Au total, la CSF accepte de verser 1,8 million de dollars sur trois ans à la CDPSF.
De son côté, « la CDPSF s'engage à rendre compte à la Chambre de l'utilisation de la contribution et lui remettre copie de ses états financiers annuels audités au plus tard 120 jours après la fin de chaque exercice financier. »
Les deux parties s'engagent à collaborer pour maintenir l'offre d'activités de formation continue. Cependant, les questions de conformité aux normes d'éthique et de pratique professionnelle seront proposées exclusivement par la CSF durant une période de cinq ans.
… qui tourne au conflit en public
Mais rapidement, l’entente tourne à la mésentente… Le CDPSF se plaint de la lenteur de la CSF pour verser le financement prévu. De son côté, la CSF met en cause la reddition de comptes du CDPSF.
Derrière ces arguments, les deux organismes se disputent le marché de la formation continue. D'un côté, la CSF, chargée de l'accréditation des formations, entend développer son catalogue dans ce domaine. De l'autre côté, le CDPSF ne comprend pas que la CSF joue ce double rôle.
La CSF arrête de payer, alors qu’au 31 décembre 2015, elle devait encore verser 676 239 $ au CDPSF, peut-on lire dans le rapport annuel de la Chambre.

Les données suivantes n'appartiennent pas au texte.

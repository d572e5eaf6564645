//! Domain error types for the inspection server.
//!
//! Uses thiserror for ergonomic error handling with automatic Display implementations.
//! Every variant renders through the uniform `{status, data, message}` envelope.

use actix_web::http::StatusCode;
use actix_web::{HttpResponse, ResponseError};

use crate::models::envelope::Envelope;

/// Message returned for any failure whose details must stay server-side.
pub const INTERNAL_ERROR_MESSAGE: &str = "Errore interno del server";

/// Application-level errors.
#[derive(Debug, thiserror::Error)]
pub enum AppError {
    /// Database operation failed
    #[error("Database error: {0}")]
    Database(String),

    /// Resource not found. Carries the client-facing message.
    #[error("{0}")]
    NotFound(String),

    /// Invalid input data (bad credentials, malformed request)
    #[error("{0}")]
    InvalidInput(String),

    /// Missing or wrong API key
    #[error("{0}")]
    Forbidden(String),

    /// Well-formed request rejected by a domain check (e.g. photo validation)
    #[error("{0}")]
    Unprocessable(String),

    /// Upload exceeds the configured size limit
    #[error("{0}")]
    PayloadTooLarge(String),

    /// Local filesystem operation failed
    #[error("File system error: {0}")]
    FileSystem(String),

    /// Anything else that must not leak to the caller
    #[error("Internal error: {0}")]
    Internal(String),
}

impl AppError {
    fn status(&self) -> StatusCode {
        match self {
            AppError::NotFound(_) => StatusCode::NOT_FOUND,
            AppError::InvalidInput(_) => StatusCode::BAD_REQUEST,
            AppError::Forbidden(_) => StatusCode::FORBIDDEN,
            AppError::Unprocessable(_) => StatusCode::UNPROCESSABLE_ENTITY,
            AppError::PayloadTooLarge(_) => StatusCode::PAYLOAD_TOO_LARGE,
            AppError::Database(_) | AppError::FileSystem(_) | AppError::Internal(_) => {
                StatusCode::INTERNAL_SERVER_ERROR
            }
        }
    }
}

impl ResponseError for AppError {
    fn status_code(&self) -> StatusCode {
        self.status()
    }

    fn error_response(&self) -> HttpResponse {
        let message = match self {
            AppError::Database(_) | AppError::FileSystem(_) | AppError::Internal(_) => {
                tracing::error!("{}", self);
                INTERNAL_ERROR_MESSAGE.to_string()
            }
            _ => self.to_string(),
        };

        HttpResponse::build(self.status()).json(Envelope::error(message))
    }
}

/// Convenience type alias for Results with AppError.
pub type AppResult<T> = Result<T, AppError>;

// Conversion implementations for common error types

impl From<serde_json::Error> for AppError {
    fn from(err: serde_json::Error) -> Self {
        AppError::InvalidInput(format!("JSON parsing error: {}", err))
    }
}

impl From<sea_orm::DbErr> for AppError {
    fn from(err: sea_orm::DbErr) -> Self {
        AppError::Database(err.to_string())
    }
}

impl From<std::io::Error> for AppError {
    fn from(err: std::io::Error) -> Self {
        AppError::FileSystem(err.to_string())
    }
}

Le conflit s’étire, jusqu’à se répandre sur la place publique, à travers des articles de presse. « Le CDPSF réclame la résiliation du protocole d’entente et le versement d’un million de dollars par la CSF en dommage et intérêts. Selon l’avis, le CDPSF réclame également un total de 163 526,25 $ pour couvrir des versements en argent prévus au protocole en octobre 2014 ainsi qu’en janvier et en avril 2015 », rapporte Finance et Investissement dans un article publié le 23 juin 2016.
La CSF rétorque en affirmant qu’elle est dans son droit d'utiliser « des moyens efficaces pour réagir à toute anomalie ou manquement » en matière de reddition de comptes de la part du CDPSF.
L'industrie des services financiers s'inquiète de l'image projetée par ce conflit… et aussi par les coûts engendrés par la bataille juridique.
À l’automne 2016, des voix s’élèvent dans l’industrie pour que la querelle s’arrête.
« Le conflit a assez duré », tonne le conseiller Daniel Guillemette, président du cabinet de services financiers Diversico, dont la voix est écoutée dans la profession.
Dans sa publication du 28 septembre 2016 titrée « J’ai mal à ma Chambre ! », il écrit: « La Chambre et le Conseil, pour des raisons que je suis incapable d’expliquer, se chicanent depuis un an, et cette affaire risque de coûter cher à la profession. Il n’est pas question que mon argent serve à financer ce genre de chose. »Daniel Guillemette conclut sa publication en interpellant la CSF, le CDPSF, ainsi que l'Autorité des marchés financiers (AMF), afin que soit mis fin au litige « immédiatement, en limitant au strict minimum les frais d'avocats requis pour le régler. (…) À titre de membre payeur, je n'autorise pas que mes cotisations soient engagées dans une bataille juridique entre les deux organismes qui m'encadrent ou me soutiennent. »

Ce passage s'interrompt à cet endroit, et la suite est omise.